> [Task prompt]
In the entries below, find the line with "the position wins" and the line with "Source text covered"; give again those lines and every line between them, exactly.

> [Material to process]
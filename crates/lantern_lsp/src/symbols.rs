//! Symbol model and position arithmetic
//!
//! LSP-shaped document symbols enriched for the query API: a per-language
//! kind remap applied at ingest, optional body text cut from the buffer
//! cache, and the range arithmetic behind "smallest enclosing symbol".
//! Positions follow LSP's UTF-16 position encoding.

use lsp_types::{DocumentSymbol, DocumentSymbolResponse, Position, Range, SymbolKind, Uri};
use serde::Serialize;
use std::collections::BTreeMap;
use std::path::PathBuf;

/// A document symbol after ingest
#[derive(Debug, Clone, PartialEq, Serialize)]
pub struct SymbolInfo {
  pub name: String,
  pub kind: SymbolKind,
  pub range: Range,
  pub selection_range: Range,
  pub children: Vec<SymbolInfo>,
  /// Source text of `range`, populated on request
  pub body: Option<String>,
}

impl SymbolInfo {
  /// Convert a hierarchical document symbol, applying the kind remap to the
  /// whole subtree.
  pub fn from_document_symbol(
    symbol: &DocumentSymbol,
    remap: &dyn Fn(SymbolKind) -> SymbolKind,
  ) -> Self {
    Self {
      name: symbol.name.clone(),
      kind: remap(symbol.kind),
      range: symbol.range,
      selection_range: symbol.selection_range,
      children: symbol
        .children
        .as_deref()
        .unwrap_or_default()
        .iter()
        .map(|child| Self::from_document_symbol(child, remap))
        .collect(),
      body: None,
    }
  }

  /// Convert a whole documentSymbol response. Flat responses (old servers)
  /// lose hierarchy; ranges come from each symbol's location.
  pub fn from_response(
    response: &DocumentSymbolResponse,
    remap: &dyn Fn(SymbolKind) -> SymbolKind,
  ) -> Vec<SymbolInfo> {
    match response {
      DocumentSymbolResponse::Nested(symbols) => symbols
        .iter()
        .map(|s| Self::from_document_symbol(s, remap))
        .collect(),
      DocumentSymbolResponse::Flat(symbols) => symbols
        .iter()
        .map(|s| SymbolInfo {
          name: s.name.clone(),
          kind: remap(s.kind),
          range: s.location.range,
          selection_range: s.location.range,
          children: Vec::new(),
          body: None,
        })
        .collect(),
    }
  }

  /// Pre-order flattening of a symbol forest
  pub fn flatten(roots: &[SymbolInfo]) -> Vec<SymbolInfo> {
    let mut flat = Vec::new();
    fn walk(symbols: &[SymbolInfo], out: &mut Vec<SymbolInfo>) {
      for symbol in symbols {
        out.push(symbol.clone());
        walk(&symbol.children, out);
      }
    }
    walk(roots, &mut flat);
    flat
  }

  /// Shallow info for overviews
  pub fn summary(&self) -> SymbolSummary {
    SymbolSummary {
      name: self.name.clone(),
      kind: self.kind,
      line: self.selection_range.start.line,
    }
  }
}

/// Shallow symbol info returned by overview queries
#[derive(Debug, Clone, PartialEq, Serialize)]
pub struct SymbolSummary {
  pub name: String,
  pub kind: SymbolKind,
  pub line: u32,
}

/// A location with workspace-relative path semantics
#[derive(Debug, Clone, PartialEq, Serialize)]
pub struct FileLocation {
  pub relative_path: PathBuf,
  pub uri: Uri,
  pub range: Range,
}

/// Node of the directory-shaped full symbol tree
#[derive(Debug, Clone, PartialEq, Serialize)]
pub enum SymbolTreeNode {
  Directory {
    name: String,
    children: Vec<SymbolTreeNode>,
  },
  File {
    path: PathBuf,
    symbols: Vec<SymbolInfo>,
  },
}

impl SymbolTreeNode {
  pub fn name(&self) -> String {
    match self {
      SymbolTreeNode::Directory { name, .. } => name.clone(),
      SymbolTreeNode::File { path, .. } => path
        .file_name()
        .map(|n| n.to_string_lossy().into_owned())
        .unwrap_or_default(),
    }
  }
}

/// Build the directory-shaped tree from per-file symbol lists.
///
/// Internal nodes are directories, leaves are file nodes whose children are
/// that file's document symbols. Order is deterministic (path-sorted).
pub fn build_symbol_tree(
  root_name: &str,
  files: Vec<(PathBuf, Vec<SymbolInfo>)>,
) -> SymbolTreeNode {
  #[derive(Default)]
  struct DirNode {
    dirs: BTreeMap<String, DirNode>,
    files: BTreeMap<String, (PathBuf, Vec<SymbolInfo>)>,
  }

  let mut root = DirNode::default();
  for (path, symbols) in files {
    let mut node = &mut root;
    let components: Vec<String> = path
      .components()
      .map(|c| c.as_os_str().to_string_lossy().into_owned())
      .collect();
    let (file_name, dirs) = match components.split_last() {
      Some(split) => split,
      None => continue,
    };
    for dir in dirs {
      node = node.dirs.entry(dir.clone()).or_default();
    }
    node.files.insert(file_name.clone(), (path, symbols));
  }

  fn into_tree(name: String, node: DirNode) -> SymbolTreeNode {
    let mut children: Vec<SymbolTreeNode> = node
      .dirs
      .into_iter()
      .map(|(dir_name, dir)| into_tree(dir_name, dir))
      .collect();
    children.extend(
      node
        .files
        .into_values()
        .map(|(path, symbols)| SymbolTreeNode::File { path, symbols }),
    );
    SymbolTreeNode::Directory { name, children }
  }

  into_tree(root_name.to_string(), root)
}

/// Inclusive range containment in UTF-16 coordinates
pub fn range_contains(range: Range, position: Position) -> bool {
  let start = (range.start.line, range.start.character);
  let end = (range.end.line, range.end.character);
  let point = (position.line, position.character);
  start <= point && point <= end
}

/// The smallest symbol whose range encloses the position.
///
/// Ties resolve to the deepest symbol: a child containing the position wins
/// over its parent.
pub fn find_smallest_enclosing(
  symbols: &[SymbolInfo],
  position: Position,
) -> Option<&SymbolInfo> {
  for symbol in symbols {
    if range_contains(symbol.range, position) {
      return Some(find_smallest_enclosing(&symbol.children, position).unwrap_or(symbol));
    }
  }
  None
}

/// Byte offset of an LSP position (UTF-16 line/character) in `text`
pub fn position_to_offset(text: &str, position: Position) -> Option<usize> {
  let mut line_start = 0usize;
  let mut line_index = 0u32;

  if position.line > 0 {
    let mut found = false;
    for (idx, byte) in text.bytes().enumerate() {
      if byte == b'\n' {
        line_index += 1;
        if line_index == position.line {
          line_start = idx + 1;
          found = true;
          break;
        }
      }
    }
    if !found {
      return None;
    }
  }

  let line = &text[line_start..];
  let mut utf16 = 0u32;
  for (idx, ch) in line.char_indices() {
    if utf16 >= position.character {
      return Some(line_start + idx);
    }
    if ch == '\n' {
      // Position past end of line clamps to the newline
      return Some(line_start + idx);
    }
    utf16 += ch.len_utf16() as u32;
  }
  Some(line_start + line.len())
}

/// Source text covered by `range`
pub fn extract_range(text: &str, range: Range) -> Option<String> {
  let start = position_to_offset(text, range.start)?;
  let end = position_to_offset(text, range.end)?;
  text.get(start..end).map(str::to_string)
}

#[cfg(test)]
mod tests {
  use super::*;

  fn pos(line: u32, character: u32) -> Position {
    Position { line, character }
  }

  fn range(sl: u32, sc: u32, el: u32, ec: u32) -> Range {
    Range {
      start: pos(sl, sc),
      end: pos(el, ec),
    }
  }

  fn symbol(name: &str, r: Range, children: Vec<SymbolInfo>) -> SymbolInfo {
    SymbolInfo {
      name: name.to_string(),
      kind: SymbolKind::CLASS,
      range: r,
      selection_range: r,
      children,
      body: None,
    }
  }

  #[test]
  fn test_range_contains_is_inclusive() {
    let r = range(1, 2, 3, 4);
    assert!(range_contains(r, pos(1, 2)));
    assert!(range_contains(r, pos(3, 4)));
    assert!(range_contains(r, pos(2, 0)));
    assert!(!range_contains(r, pos(1, 1)));
    assert!(!range_contains(r, pos(3, 5)));
  }

  #[test]
  fn test_smallest_enclosing_prefers_deepest() {
    let inner = symbol("method", range(2, 2, 4, 3), vec![]);
    let outer = symbol("class", range(0, 0, 10, 3), vec![inner]);
    let roots = vec![outer];

    let hit = find_smallest_enclosing(&roots, pos(3, 0)).unwrap();
    assert_eq!(hit.name, "method");

    let hit = find_smallest_enclosing(&roots, pos(7, 0)).unwrap();
    assert_eq!(hit.name, "class");

    assert!(find_smallest_enclosing(&roots, pos(11, 0)).is_none());
  }

  #[test]
  fn test_enclosing_symbol_contains_position_and_no_deeper_child_does() {
    let grandchild = symbol("g", range(3, 0, 3, 10), vec![]);
    let child = symbol("c", range(2, 0, 5, 0), vec![grandchild]);
    let root = symbol("r", range(0, 0, 9, 0), vec![child]);
    let roots = vec![root];

    let position = pos(4, 2);
    let hit = find_smallest_enclosing(&roots, position).unwrap();
    assert!(range_contains(hit.range, position));
    assert!(!hit
      .children
      .iter()
      .any(|c| range_contains(c.range, position)));
  }

  #[test]
  fn test_position_to_offset_ascii() {
    let text = "abc\ndef\nghi";
    assert_eq!(position_to_offset(text, pos(0, 0)), Some(0));
    assert_eq!(position_to_offset(text, pos(1, 1)), Some(5));
    assert_eq!(position_to_offset(text, pos(2, 3)), Some(11));
    assert_eq!(position_to_offset(text, pos(3, 0)), None);
  }

  #[test]
  fn test_position_to_offset_utf16() {
    // '𝕏' is one surrogate pair: two UTF-16 units, four UTF-8 bytes
    let text = "a𝕏b";
    assert_eq!(position_to_offset(text, pos(0, 1)), Some(1));
    assert_eq!(position_to_offset(text, pos(0, 3)), Some(5));
    assert_eq!(position_to_offset(text, pos(0, 4)), Some(6));
  }

  #[test]
  fn test_extract_range() {
    let text = "class A\n  def m\n    1\n  end\nend\n";
    let body = extract_range(text, range(1, 2, 3, 5)).unwrap();
    assert_eq!(body, "def m\n    1\n  end");
  }

  #[test]
  fn test_flatten_is_preorder() {
    let leaf = symbol("leaf", range(1, 0, 1, 5), vec![]);
    let mid = symbol("mid", range(0, 0, 2, 0), vec![leaf]);
    let top = symbol("top", range(0, 0, 9, 0), vec![mid]);

    let flat = SymbolInfo::flatten(&[top]);
    let names: Vec<_> = flat.iter().map(|s| s.name.as_str()).collect();
    assert_eq!(names, vec!["top", "mid", "leaf"]);
  }

  #[test]
  fn test_build_symbol_tree_shapes_directories() {
    let files = vec![
      (PathBuf::from("lib.rb"), vec![]),
      (PathBuf::from("app/models/user.rb"), vec![]),
      (PathBuf::from("app/helpers.rb"), vec![]),
    ];
    let tree = build_symbol_tree("repo", files);

    let SymbolTreeNode::Directory { name, children } = &tree else {
      panic!("root must be a directory");
    };
    assert_eq!(name, "repo");
    let names: Vec<_> = children.iter().map(|c| c.name()).collect();
    assert_eq!(names, vec!["app", "lib.rb"]);

    let SymbolTreeNode::Directory { children: app, .. } = &children[0] else {
      panic!("app must be a directory");
    };
    let app_names: Vec<_> = app.iter().map(|c| c.name()).collect();
    assert_eq!(app_names, vec!["models", "helpers.rb"]);
  }

  #[test]
  fn test_kind_remap_applies_to_subtree() {
    #[allow(deprecated)]
    let heading = DocumentSymbol {
      name: "Sub".to_string(),
      detail: None,
      kind: SymbolKind::STRING,
      tags: None,
      deprecated: None,
      range: range(1, 0, 1, 6),
      selection_range: range(1, 0, 1, 6),
      children: None,
    };
    #[allow(deprecated)]
    let top = DocumentSymbol {
      name: "Top".to_string(),
      detail: None,
      kind: SymbolKind::STRING,
      tags: None,
      deprecated: None,
      range: range(0, 0, 2, 0),
      selection_range: range(0, 0, 0, 5),
      children: Some(vec![heading]),
    };

    let remap = |kind: SymbolKind| {
      if kind == SymbolKind::STRING {
        SymbolKind::NAMESPACE
      } else {
        kind
      }
    };
    let info = SymbolInfo::from_document_symbol(&top, &remap);
    assert_eq!(info.kind, SymbolKind::NAMESPACE);
    assert_eq!(info.children[0].kind, SymbolKind::NAMESPACE);
  }
}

> [Task response]
/// Ties resolve to the deepest symbol: a child containing the position wins
/// over its parent.
pub fn find_smallest_enclosing(
  symbols: &[SymbolInfo],
  position: Position,
) -> Option<&SymbolInfo> {
  for symbol in symbols {
    if range_contains(symbol.range, position) {
      return Some(find_smallest_enclosing(&symbol.children, position).unwrap_or(symbol));
    }
  }
  None
}

/// Byte offset of an LSP position (UTF-16 line/character) in `text`
pub fn position_to_offset(text: &str, position: Position) -> Option<usize> {
  let mut line_start = 0usize;
  let mut line_index = 0u32;

  if position.line > 0 {
    let mut found = false;
    for (idx, byte) in text.bytes().enumerate() {
      if byte == b'\n' {
        line_index += 1;
        if line_index == position.line {
          line_start = idx + 1;
          found = true;
          break;
        }
      }
    }
    if !found {
      return None;
    }
  }

  let line = &text[line_start..];
  let mut utf16 = 0u32;
  for (idx, ch) in line.char_indices() {
    if utf16 >= position.character {
      return Some(line_start + idx);
    }
    if ch == '\n' {
      // Position past end of line clamps to the newline
      return Some(line_start + idx);
    }
    utf16 += ch.len_utf16() as u32;
  }
  Some(line_start + line.len())
}

/// Source text covered by `range`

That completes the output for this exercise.